** Input data **
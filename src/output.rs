use std::io::{self, Write};

use serde::Serialize;

use crate::analysis::{AnalysisReport, ProgressEvent, ProgressSink};
use crate::archetype::{ArchetypeScore, ArchetypeTable};
use crate::domain::Profile;

#[derive(Debug, Clone, Copy)]
pub enum OutputMode {
    Json,
    Summary,
}

#[derive(Debug, Clone, Serialize)]
pub struct ClassifyResult {
    pub genres: Vec<String>,
    pub archetype: String,
    pub scores: Vec<ArchetypeScore>,
}

pub struct JsonOutput;

impl JsonOutput {
    pub fn print_profile(profile: &Profile) -> io::Result<()> {
        Self::print_json(profile)
    }

    pub fn print_classify(result: &ClassifyResult) -> io::Result<()> {
        Self::print_json(result)
    }

    fn print_json<T: Serialize>(value: &T) -> io::Result<()> {
        let json = serde_json::to_string_pretty(value).map_err(io::Error::other)?;
        let mut stdout = io::stdout();
        stdout.write_all(json.as_bytes())?;
        stdout.write_all(b"\n")?;
        Ok(())
    }
}

/// Forwards pipeline progress to the log.
pub struct TracingSink;

impl ProgressSink for TracingSink {
    fn event(&self, event: ProgressEvent) {
        match event.elapsed {
            Some(elapsed) => tracing::info!(
                elapsed_ms = elapsed.as_millis() as u64,
                "{}",
                event.message
            ),
            None => tracing::info!("{}", event.message),
        }
    }
}

const GREEN: &str = "\x1b[32m";
const YELLOW: &str = "\x1b[33m";
const CYAN: &str = "\x1b[36m";
const RESET: &str = "\x1b[0m";

pub fn print_report_summary(report: &AnalysisReport) {
    let profile = &report.profile;
    println!("{CYAN}listening profile ({}){RESET}", report.source);
    println!("{GREEN}archetype: {}{RESET}", profile.archetype);
    println!("top genres:");
    for (rank, genre) in profile.top_genres.iter().enumerate() {
        println!("  {}. {genre}", rank + 1);
    }
    println!("top artists:");
    for (rank, artist) in profile.top_artists.iter().enumerate() {
        println!("  {}. {artist}", rank + 1);
    }
    println!(
        "{CYAN}{} tracks walked, {} artist records{RESET}",
        report.items_walked, report.artists_fetched
    );
    if let Some(reason) = &report.primary_failure {
        println!("{YELLOW}fell back to saved tracks: {reason}{RESET}");
    }
}

pub fn print_classify_summary(result: &ClassifyResult) {
    println!("{GREEN}archetype: {}{RESET}", result.archetype);
    for score in &result.scores {
        println!("  {:<16} {}", score.name, score.score);
    }
}

pub fn print_table(table: &ArchetypeTable) {
    for entry in table.entries() {
        let genres = entry.genres.iter().cloned().collect::<Vec<_>>().join(", ");
        println!("{CYAN}{:<16}{RESET} {genres}", entry.name);
    }
    println!("{YELLOW}{:<16}{RESET} (fallback)", table.fallback());
}
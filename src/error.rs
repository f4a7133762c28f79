use camino::Utf8PathBuf;
use miette::Diagnostic;
use thiserror::Error;

use crate::domain::SourceKind;

#[derive(Debug, Error, Diagnostic)]
pub enum ProfilerError {
    #[error("invalid catalog id: {0}")]
    InvalidId(String),

    #[error("invalid source kind: {0}")]
    InvalidSourceKind(String),

    #[error("failed to read config file at {0}")]
    ConfigRead(Utf8PathBuf),

    #[error("failed to parse JSON config: {0}")]
    ConfigParse(String),

    #[error("invalid configuration: {0}")]
    InvalidConfig(String),

    #[error("invalid archetype table: {0}")]
    InvalidArchetypeTable(String),

    #[error("missing access token (pass --token or set LISTENING_PROFILER_TOKEN)")]
    #[diagnostic(help("obtain a bearer token from the catalog service's auth flow first"))]
    MissingToken,

    #[error("catalog request failed: {0}")]
    CatalogHttp(String),

    #[error("catalog returned status {status}: {message}")]
    CatalogStatus { status: u16, message: String },

    #[error("could not decode catalog response: {0}")]
    CatalogDecode(String),

    #[error("could not fetch first page of {source_kind}")]
    InitialPage {
        source_kind: SourceKind,
        #[source]
        cause: Box<ProfilerError>,
    },

    #[error("could not fetch page {page} of {source_kind}")]
    PageAdvance {
        source_kind: SourceKind,
        page: usize,
        #[source]
        cause: Box<ProfilerError>,
    },

    #[error("artist chunk {chunk} ({start}..{end}) failed")]
    ArtistBatch {
        chunk: usize,
        start: usize,
        end: usize,
        #[source]
        cause: Box<ProfilerError>,
    },

    #[error("no {0} found")]
    NoData(SourceKind),

    #[error("no artists could be ranked from {0}")]
    NoArtists(SourceKind),

    #[error("could not analyze top tracks ({primary}) or saved tracks ({fallback})")]
    ExhaustedSources {
        primary: Box<ProfilerError>,
        #[source]
        fallback: Box<ProfilerError>,
    },

    #[error("analysis cancelled")]
    Cancelled,
}

/// Coarse classification of [`ProfilerError`] used for exit codes and
/// fallback decisions.
#[derive(Debug, Clone, Copy, PartialEq, Eq)]
pub enum ErrorKind {
    Fetch,
    NoData,
    ExhaustedSources,
    Cancelled,
    Config,
}

impl ProfilerError {
    pub fn kind(&self) -> ErrorKind {
        match self {
            ProfilerError::CatalogHttp(_)
            | ProfilerError::CatalogStatus { .. }
            | ProfilerError::CatalogDecode(_)
            | ProfilerError::InitialPage { .. }
            | ProfilerError::PageAdvance { .. }
            | ProfilerError::ArtistBatch { .. } => ErrorKind::Fetch,
            ProfilerError::NoData(_) | ProfilerError::NoArtists(_) => ErrorKind::NoData,
            ProfilerError::ExhaustedSources { .. } => ErrorKind::ExhaustedSources,
            ProfilerError::Cancelled => ErrorKind::Cancelled,
            ProfilerError::InvalidId(_)
            | ProfilerError::InvalidSourceKind(_)
            | ProfilerError::ConfigRead(_)
            | ProfilerError::ConfigParse(_)
            | ProfilerError::InvalidConfig(_)
            | ProfilerError::InvalidArchetypeTable(_)
            | ProfilerError::MissingToken => ErrorKind::Config,
        }
    }

    pub fn is_cancelled(&self) -> bool {
        self.kind() == ErrorKind::Cancelled
    }
}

** What is required **
Copy the lines above exactly, leaving every word as it is.

** Problem solution **
filename src/output.rs
use std::io::{self, Write};

use serde::Serialize;

use crate::analysis::{AnalysisReport, ProgressEvent, ProgressSink};
use crate::archetype::{ArchetypeScore, ArchetypeTable};
use crate::domain::Profile;

#[derive(Debug, Clone, Copy)]
pub enum OutputMode {
    Json,
    Summary,
}

#[derive(Debug, Clone, Serialize)]
pub struct ClassifyResult {
    pub genres: Vec<String>,
    pub archetype: String,
    pub scores: Vec<ArchetypeScore>,
}

pub struct JsonOutput;

impl JsonOutput {
    pub fn print_profile(profile: &Profile) -> io::Result<()> {
        Self::print_json(profile)
    }

    pub fn print_classify(result: &ClassifyResult) -> io::Result<()> {
        Self::print_json(result)
    }

    fn print_json<T: Serialize>(value: &T) -> io::Result<()> {
        let json = serde_json::to_string_pretty(value).map_err(io::Error::other)?;
        let mut stdout = io::stdout();
        stdout.write_all(json.as_bytes())?;
        stdout.write_all(b"\n")?;
        Ok(())
    }
}

/// Forwards pipeline progress to the log.
pub struct TracingSink;

impl ProgressSink for TracingSink {
    fn event(&self, event: ProgressEvent) {
        match event.elapsed {
            Some(elapsed) => tracing::info!(
                elapsed_ms = elapsed.as_millis() as u64,
                "{}",
                event.message
            ),
            None => tracing::info!("{}", event.message),
        }
    }
}

const GREEN: &str = "\x1b[32m";
const YELLOW: &str = "\x1b[33m";
const CYAN: &str = "\x1b[36m";
const RESET: &str = "\x1b[0m";

pub fn print_report_summary(report: &AnalysisReport) {
    let profile = &report.profile;
    println!("{CYAN}listening profile ({}){RESET}", report.source);
    println!("{GREEN}archetype: {}{RESET}", profile.archetype);
    println!("top genres:");
    for (rank, genre) in profile.top_genres.iter().enumerate() {
        println!("  {}. {genre}", rank + 1);
    }
    println!("top artists:");
    for (rank, artist) in profile.top_artists.iter().enumerate() {
        println!("  {}. {artist}", rank + 1);
    }
    println!(
        "{CYAN}{} tracks walked, {} artist records{RESET}",
        report.items_walked, report.artists_fetched
    );
    if let Some(reason) = &report.primary_failure {
        println!("{YELLOW}fell back to saved tracks: {reason}{RESET}");
    }
}

pub fn print_classify_summary(result: &ClassifyResult) {
    println!("{GREEN}archetype: {}{RESET}", result.archetype);
    for score in &result.scores {
        println!("  {:<16} {}", score.name, score.score);
    }
}

pub fn print_table(table: &ArchetypeTable) {
    for entry in table.entries() {
        let genres = entry.genres.iter().cloned().collect::<Vec<_>>().join(", ");
        println!("{CYAN}{:<16}{RESET} {genres}", entry.name);
    }
    println!("{YELLOW}{:<16}{RESET} (fallback)", table.fallback());
}
filename src/error.rs
repository f4a7133762c28f79
use camino::Utf8PathBuf;
use miette::Diagnostic;
use thiserror::Error;

use crate::domain::SourceKind;

#[derive(Debug, Error, Diagnostic)]
pub enum ProfilerError {
    #[error("invalid catalog id: {0}")]
    InvalidId(String),

    #[error("invalid source kind: {0}")]
    InvalidSourceKind(String),

    #[error("failed to read config file at {0}")]
    ConfigRead(Utf8PathBuf),

    #[error("failed to parse JSON config: {0}")]
    ConfigParse(String),

    #[error("invalid configuration: {0}")]
    InvalidConfig(String),

    #[error("invalid archetype table: {0}")]
    InvalidArchetypeTable(String),

    #[error("missing access token (pass --token or set LISTENING_PROFILER_TOKEN)")]
    #[diagnostic(help("obtain a bearer token from the catalog service's auth flow first"))]
    MissingToken,

    #[error("catalog request failed: {0}")]
    CatalogHttp(String),

    #[error("catalog returned status {status}: {message}")]
    CatalogStatus { status: u16, message: String },

    #[error("could not decode catalog response: {0}")]
    CatalogDecode(String),

    #[error("could not fetch first page of {source_kind}")]
    InitialPage {
        source_kind: SourceKind,
        #[source]
        cause: Box<ProfilerError>,
    },

    #[error("could not fetch page {page} of {source_kind}")]
    PageAdvance {
        source_kind: SourceKind,
        page: usize,
        #[source]
        cause: Box<ProfilerError>,
    },

    #[error("artist chunk {chunk} ({start}..{end}) failed")]
    ArtistBatch {
        chunk: usize,
        start: usize,
        end: usize,
        #[source]
        cause: Box<ProfilerError>,
    },

    #[error("no {0} found")]
    NoData(SourceKind),

    #[error("no artists could be ranked from {0}")]
    NoArtists(SourceKind),

    #[error("could not analyze top tracks ({primary}) or saved tracks ({fallback})")]
    ExhaustedSources {
        primary: Box<ProfilerError>,
        #[source]
        fallback: Box<ProfilerError>,
    },

    #[error("analysis cancelled")]
    Cancelled,
}

/// Coarse classification of [`ProfilerError`] used for exit codes and
/// fallback decisions.
#[derive(Debug, Clone, Copy, PartialEq, Eq)]
pub enum ErrorKind {
    Fetch,
    NoData,
    ExhaustedSources,
    Cancelled,
    Config,
}

impl ProfilerError {
    pub fn kind(&self) -> ErrorKind {
        match self {
            ProfilerError::CatalogHttp(_)
            | ProfilerError::CatalogStatus { .. }
            | ProfilerError::CatalogDecode(_)
            | ProfilerError::InitialPage { .. }
            | ProfilerError::PageAdvance { .. }
            | ProfilerError::ArtistBatch { .. } => ErrorKind::Fetch,
            ProfilerError::NoData(_) | ProfilerError::NoArtists(_) => ErrorKind::NoData,
            ProfilerError::ExhaustedSources { .. } => ErrorKind::ExhaustedSources,
            ProfilerError::Cancelled => ErrorKind::Cancelled,
            ProfilerError::InvalidId(_)
            | ProfilerError::InvalidSourceKind(_)
            | ProfilerError::ConfigRead(_)
            | ProfilerError::ConfigParse(_)
            | ProfilerError::InvalidConfig(_)
            | ProfilerError::InvalidArchetypeTable(_)
            | ProfilerError::MissingToken => ErrorKind::Config,
        }
    }

    pub fn is_cancelled(&self) -> bool {
        self.kind() == ErrorKind::Cancelled
    }
}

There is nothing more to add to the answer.